L'humoriste a expliqué qu'un sondage scientifiquement valide nécessite un échantillon démographique représentatif de tous les sous-groupes de la population, ce qu'il considère comme impossible à réaliser dans les conditions actuelles de Cuba.

«Cette enquête est impossible à réaliser pour les raisons que nous savons : le gouvernement ne souhaite pas que les gens y participent, blocage des IP et...», a-t-il écrit, laissant la phrase inachevée.

Le régime cubain a bloqué l'accès à la plateforme depuis l'île, ce qui a obligé les participants à recourir à des réseaux privés virtuels pour y répondre.

Malgré le blocus, au 26 avril, le sondage dépassait les 22 400 réponses, dont 58 % provenaient de l'intérieur de Cuba.

La enquête a été lancée le 23 avril par une coalition de plus de 20 médias indépendants cubains —parmi lesquels CiberCubaelTOQUE, Rialta, Alas Tensas et 14ymedio— et restera ouverte jusqu'au 1er mai. Elle se compose de 32 questions anonymes avec des contrôles antifraude et est disponible sur encuestascuba.net.

Les résultats préliminaires indiquent un rejet clair du système : 75,1 % des participants soutiennent une transition vers une démocratie libérale avec une économie de marché, 92 % se déclarent très insatisfaits du système actuel, et Miguel Díaz-Canel concentre le rejet absolu avec une note moyenne de 1,11 sur cinq, 93,7 % lui attribuant la note minimale.

Malgré ses réserves méthodologiques, Toirac n’a pas rejeté l’initiative. « Cependant, c’est un excellent moyen de mettre en pratique le civisme entendu comme l'exercice de l’opinion », a-t-il écrit, ajoutant que l'enquête permet de « signaler des points extrêmes et intermédiaires. La majorité des angles d’opinion ».

Il a même partagé le lien dans les commentaires de sa publication, recommandant de le copier dans le navigateur sans cliquer directement dessus et d'utiliser un VPN.

La publication a suscité un large débat.
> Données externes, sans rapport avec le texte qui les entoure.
//! Disturbance and noise injection
//!
//! A rectangular air-flow step plus two uniform noise sources: intake air
//! flow jitter and EMI on the sensor line. The generator is owned by the
//! source and can be seeded for reproducible runs.

use rand::distributions::{Distribution, Uniform};
use rand::rngs::StdRng;
use rand::{Rng, SeedableRng};
use serde::{Deserialize, Serialize};
use simcore::{ConfigError, ParameterError, require_finite};

/// Rectangular step window on intake air flow
#[derive(Debug, Clone, Copy, PartialEq, Serialize, Deserialize)]
pub struct DisturbanceSpec {
    /// Extra air while the window is open (g/s)
    pub amplitude_gs: f64,
    pub start_s: f64,
    pub duration_s: f64,
}

impl Default for DisturbanceSpec {
    fn default() -> Self {
        DisturbanceSpec {
            amplitude_gs: 0.0,
            start_s: 5.0,
            duration_s: 5.0,
        }
    }
}

impl DisturbanceSpec {
    pub fn new(amplitude_gs: f64, start_s: f64, duration_s: f64) -> Result<Self, ParameterError> {
        require_finite("amplitude", amplitude_gs)?;
        require_finite("start time", start_s)?;
        require_finite("duration", duration_s)?;
        if duration_s < 0.0 {
            return Err(ParameterError::NegativeDuration);
        }
        Ok(DisturbanceSpec {
            amplitude_gs,
            start_s,
            duration_s,
        })
    }

    /// Half-open window: `start <= t < start + duration`.
    pub fn is_active(&self, t: f64) -> bool {
        self.start_s <= t && t < self.start_s + self.duration_s
    }

    pub fn value_at(&self, t: f64) -> f64 {
        if self.is_active(t) { self.amplitude_gs } else { 0.0 }
    }
}

/// Half-widths of the uniform noise sources
#[derive(Debug, Clone, Copy, PartialEq, Serialize, Deserialize)]
pub struct NoiseSpec {
    /// Intake air flow jitter (g/s)
    pub air_half_width_gs: f64,
    /// Sensor EMI (V)
    pub emi_bound_v: f64,
}

impl Default for NoiseSpec {
    fn default() -> Self {
        NoiseSpec {
            air_half_width_gs: 0.05,
            emi_bound_v: 0.015,
        }
    }
}

impl NoiseSpec {
    pub fn noiseless() -> Self {
        NoiseSpec {
            air_half_width_gs: 0.0,
            emi_bound_v: 0.0,
        }
    }

    pub fn validate(&self) -> Result<(), ConfigError> {
        ConfigError::require_non_negative("air_noise_half_width_gs", self.air_half_width_gs)?;
        ConfigError::require_non_negative("emi_noise_bound_v", self.emi_bound_v)?;
        Ok(())
    }
}

/// What the disturbance source produced for one cycle
#[derive(Debug, Clone, Copy, PartialEq)]
pub struct DisturbanceSample {
    pub air_disturbance: f64,
    pub air_noise: f64,
    pub emi_noise: f64,
}

fn symmetric(half_width: f64) -> Option<Uniform<f64>> {
    (half_width > 0.0).then(|| Uniform::new_inclusive(-half_width, half_width))
}

#[derive(Debug, Clone)]
pub struct DisturbanceSource<R: Rng = StdRng> {
    spec: DisturbanceSpec,
    noise: NoiseSpec,
    air_noise: Option<Uniform<f64>>,
    emi_noise: Option<Uniform<f64>>,
    rng: R,
}

/// Generator for `seed`, or one drawn from OS entropy when `None`.
pub fn seeded_rng(seed: Option<u64>) -> StdRng {
    match seed {
        Some(s) => StdRng::seed_from_u64(s),
        None => StdRng::from_entropy(),
    }
}

impl DisturbanceSource<StdRng> {
    pub fn new(spec: DisturbanceSpec, noise: NoiseSpec, seed: Option<u64>) -> Self {
        Self::with_rng(spec, noise, seeded_rng(seed))
    }
}

impl<R: Rng> DisturbanceSource<R> {
    pub fn with_rng(spec: DisturbanceSpec, noise: NoiseSpec, rng: R) -> Self {
        DisturbanceSource {
            spec,
            noise,
            air_noise: symmetric(noise.air_half_width_gs),
            emi_noise: symmetric(noise.emi_bound_v),
            rng,
        }
    }

    /// Step value and fresh noise draws for the cycle starting at `t`.
    ///
    /// A disabled noise source returns exactly zero and does not touch the generator.
    pub fn sample(&mut self, t: f64) -> DisturbanceSample {
        let air_noise = match &self.air_noise {
            Some(dist) => dist.sample(&mut self.rng),
            None => 0.0,
        };
        let emi_noise = match &self.emi_noise {
            Some(dist) => dist.sample(&mut self.rng),
            None => 0.0,
        };
        DisturbanceSample {
            air_disturbance: self.spec.value_at(t),
            air_noise,
            emi_noise,
        }
    }

    pub fn set_spec(&mut self, spec: DisturbanceSpec) {
        self.spec = spec;
    }

    pub fn spec(&self) -> &DisturbanceSpec {
        &self.spec
    }

    pub fn noise(&self) -> &NoiseSpec {
        &self.noise
    }
}

#[cfg(test)]
mod tests {
    use super::*;

    #[test]
    fn test_window_is_half_open() {
        let spec = DisturbanceSpec::new(2.0, 1.0, 0.5).unwrap();
        assert_eq!(spec.value_at(0.999), 0.0);
        assert_eq!(spec.value_at(1.0), 2.0);
        assert_eq!(spec.value_at(1.25), 2.0);
        assert_eq!(spec.value_at(1.5), 0.0);
        assert_eq!(spec.value_at(3.0), 0.0);
    }

    #[test]
    fn test_zero_duration_never_fires() {
        let spec = DisturbanceSpec::new(2.0, 1.0, 0.0).unwrap();
        assert!(!spec.is_active(1.0));
    }

    #[test]
    fn test_negative_duration_rejected() {
        assert_eq!(DisturbanceSpec::new(1.0, 0.0, -0.1), Err(ParameterError::NegativeDuration));
        assert!(DisturbanceSpec::new(f64::INFINITY, 0.0, 1.0).is_err());
        // Negative amplitude and start are accepted
        assert!(DisturbanceSpec::new(-3.0, -1.0, 1.0).is_ok());
    }

    #[test]
    fn test_noise_within_bounds() {
        let mut source = DisturbanceSource::new(DisturbanceSpec::default(), NoiseSpec::default(), Some(7));
        for i in 0..2000 {
            let s = source.sample(i as f64 * 0.02);
            assert!(s.air_noise.abs() <= 0.05);
            assert!(s.emi_noise.abs() <= 0.015);
        }
    }

    #[test]
    fn test_noise_is_not_constant() {
        let mut source = DisturbanceSource::new(DisturbanceSpec::default(), NoiseSpec::default(), Some(7));
        let first = source.sample(0.0);
        let differs = (0..50).any(|_| source.sample(0.0).emi_noise != first.emi_noise);
        assert!(differs);
    }

    #[test]
    fn test_seed_reproduces_sequence() {
        let mut a = DisturbanceSource::new(DisturbanceSpec::default(), NoiseSpec::default(), Some(42));
        let mut b = DisturbanceSource::new(DisturbanceSpec::default(), NoiseSpec::default(), Some(42));
        for i in 0..100 {
            let t = i as f64 * 0.02;
            assert_eq!(a.sample(t), b.sample(t));
        }
    }

    #[test]
    fn test_seeded_rng_matches_explicit_seed() {
        let mut a = seeded_rng(Some(3));
        let mut b = StdRng::seed_from_u64(3);
        assert_eq!(a.r#gen::<u64>(), b.r#gen::<u64>());
    }

    #[test]
    fn test_noiseless_is_exactly_zero() {
        let spec = DisturbanceSpec::new(1.5, 0.0, 1.0).unwrap();
        let mut source = DisturbanceSource::new(spec, NoiseSpec::noiseless(), None);
        let s = source.sample(0.5);
        assert_eq!(s.air_noise, 0.0);
        assert_eq!(s.emi_noise, 0.0);
        assert_eq!(s.air_disturbance, 1.5);
    }

    #[test]
    fn test_set_spec_applies_to_next_sample() {
        let mut source = DisturbanceSource::new(DisturbanceSpec::default(), NoiseSpec::noiseless(), Some(1));
        assert_eq!(source.sample(0.0).air_disturbance, 0.0);

        source.set_spec(DisturbanceSpec::new(0.8, 0.0, 10.0).unwrap());
        assert_eq!(source.sample(0.0).air_disturbance, 0.8);
    }
}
Tandis que certains partisans ont partagé les réserves de l'humoriste, d'autres ont défendu la valeur de l'initiative.

«Plus qu'un sondage, c'est un thermomètre», a résumé une abonnée.

Otra, Ines Casal, a été plus emphatique : « Les Cubains ont besoin de s'exprimer et de confronter nos opinions, nos critères, nos idées ; quelque chose que la dictature ne permet pas. »

La historienne Alina Bárbara López Hernández a défendu la légitimité du sondage le même dimanche, arguant que le blocage gouvernemental lui-même témoigne de la rupture du monopole informatif du régime.

Les médias progouvernementaux, en revanche, l'ont qualifiée de « scientifiquement invalide » avant même que les résultats ne soient connus.

Dans les commentaires du post de Toirac, un abonné a également signalé qu'un travailleur social lui avait demandé de signer « pour la liberté », alors qu'il s'agissait en réalité de la feuille de signatures de la campagne officielle du régime « Signature pour la Patrie », ce qui illustre la tension politique qui entoure ces deux initiatives en ce moment.